199 posts, read 67,368 times
Reputation: 161
Quote:
Originally Posted by htfdcolt View Post
We're in a crisis. You wait to do 18-24 month "proper studies" with controls, and you've lost thousands more people. It's a damned if you do, damned if you don't situation. Again, I don't know based on what credentials you're questioning the CDC in this case?
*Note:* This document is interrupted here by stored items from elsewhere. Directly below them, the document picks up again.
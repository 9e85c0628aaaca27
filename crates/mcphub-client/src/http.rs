//! HTTP backend abstraction for the admin API.
//!
//! The production backend issues exactly one request per call. There is no
//! retry: every mutation is user-initiated and the console reports the
//! outcome of that single attempt.

use async_trait::async_trait;
use mcphub_core::UNKNOWN_ERROR_DETAIL;
use mcphub_core::contracts::ErrorBody;
use reqwest::Method;
use serde_json::Value;
use url::Url;

use crate::config::AdminClientConfig;
use crate::error::{ClientError, ClientResult};

// ============================================================================
// HTTP Backend Trait
// ============================================================================

/// Sends one JSON request and returns the decoded 2xx body.
///
/// A 2xx response whose body is empty or not JSON decodes as `Value::Null`.
/// A non-2xx response becomes [`ClientError::Rejected`] carrying the body's
/// `detail`.
///
/// This is an implementation detail - external code should use `AdminApiPort`.
#[async_trait]
pub trait HttpBackend: Send + Sync {
    async fn send_json(
        &self,
        method: Method,
        url: &Url,
        body: Option<&Value>,
    ) -> ClientResult<Value>;
}

/// Turn a non-2xx body into the user-facing reason.
pub(crate) fn rejection_detail(bytes: &[u8]) -> String {
    serde_json::from_slice::<ErrorBody>(bytes)
        .map_or_else(|_| UNKNOWN_ERROR_DETAIL.to_string(), |body| body.detail_text())
}

fn decode_success(bytes: &[u8]) -> Value {
    if bytes.is_empty() {
        return Value::Null;
    }
    serde_json::from_slice(bytes).unwrap_or_else(|e| {
        tracing::debug!(error = %e, "2xx response body is not JSON");
        Value::Null
    })
}

// ============================================================================
// Reqwest Backend
// ============================================================================

/// Production HTTP backend using reqwest.
pub struct ReqwestBackend {
    client: reqwest::Client,
}

impl ReqwestBackend {
    /// Create a new reqwest backend with the given configuration.
    pub fn new(config: &AdminClientConfig) -> ClientResult<Self> {
        let client = reqwest::Client::builder()
            .timeout(config.timeout)
            .user_agent(config.user_agent.as_str())
            .build()?;

        Ok(Self { client })
    }
}

#[async_trait]
impl HttpBackend for ReqwestBackend {
    async fn send_json(
        &self,
        method: Method,
        url: &Url,
        body: Option<&Value>,
    ) -> ClientResult<Value> {
        tracing::debug!(%method, %url, "Admin API request");

        let mut request = self.client.request(method, url.clone());
        if let Some(body) = body {
            request = request.json(body);
        }

        let response = request.send().await?;
        let status = response.status();
        let bytes = response.bytes().await?;

        if status.is_success() {
            return Ok(decode_success(&bytes));
        }

        let detail = rejection_detail(&bytes);
        tracing::debug!(status = status.as_u16(), %detail, "Admin API rejected request");
        Err(ClientError::Rejected {
            status: status.as_u16(),
            detail,
        })
    }
}

// ============================================================================
// Fake Backend for Testing
// ============================================================================


#[cfg(test)]
mod tests {
    use super::*;

    #[test]
    fn test_rejection_detail_reads_detail_field() {
        assert_eq!(rejection_detail(br#"{"detail": "Server not found"}"#), "Server not found");
    }

    #[test]
    fn test_rejection_detail_falls_back_to_unknown() {
        assert_eq!(rejection_detail(b"<html>502 Bad Gateway</html>"), UNKNOWN_ERROR_DETAIL);
        assert_eq!(rejection_detail(b"{}"), UNKNOWN_ERROR_DETAIL);
        assert_eq!(rejection_detail(b""), UNKNOWN_ERROR_DETAIL);
    }

    #[test]
    fn test_decode_success_tolerates_empty_and_non_json() {
        assert_eq!(decode_success(b""), Value::Null);
        assert_eq!(decode_success(b"OK"), Value::Null);
        assert_eq!(decode_success(br#"{"message": "done"}"#)["message"], "done");
    }

    #[test]
    fn test_reqwest_backend_creation() {
        assert!(ReqwestBackend::new(&AdminClientConfig::default()).is_ok());
    }

    mod fake_backend_tests {
        use super::super::testing::*;
        use super::*;
        use serde_json::json;

        #[tokio::test]
        async fn test_fake_backend_matches_method_and_path() {
            let backend = FakeBackend::new().with_response(
                Method::GET,
                "/api/commands",
                CannedResponse::ok(json!({"commands": []})),
            );
            let url = Url::parse("http://localhost/api/commands").unwrap();

            let value = backend.send_json(Method::GET, &url, None).await.unwrap();
            assert_eq!(value, json!({"commands": []}));

            let err = backend.send_json(Method::POST, &url, None).await.unwrap_err();
            assert!(matches!(err, ClientError::Rejected { status: 404, .. }));
        }
    }
}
Are you familiar with the entirety of the data set they used to make the decision?
The study is published on the CDC website: https://www.cdc.gov/mmwr/volumes/70/...cid=mm7031e2_w


A few notes:

- The study reported that a total of 469 COVID-19 cases were identified among MA residents, of which 346 occurred in fully vaccinated people and 123 occurred in the unvaccinated, so 74% of the cases were vaccinated. The problem with this is that we do not know the vaccination status of the people that attended the events. So no conclusion can be drawn about vaccine effectiveness.
- Only the MA cases were analyzed. The cases among the “thousands of tourists from 22 states” that attended were not.
- There was no evidence presented that the vaccinated people actually transmitted the virus to anyone.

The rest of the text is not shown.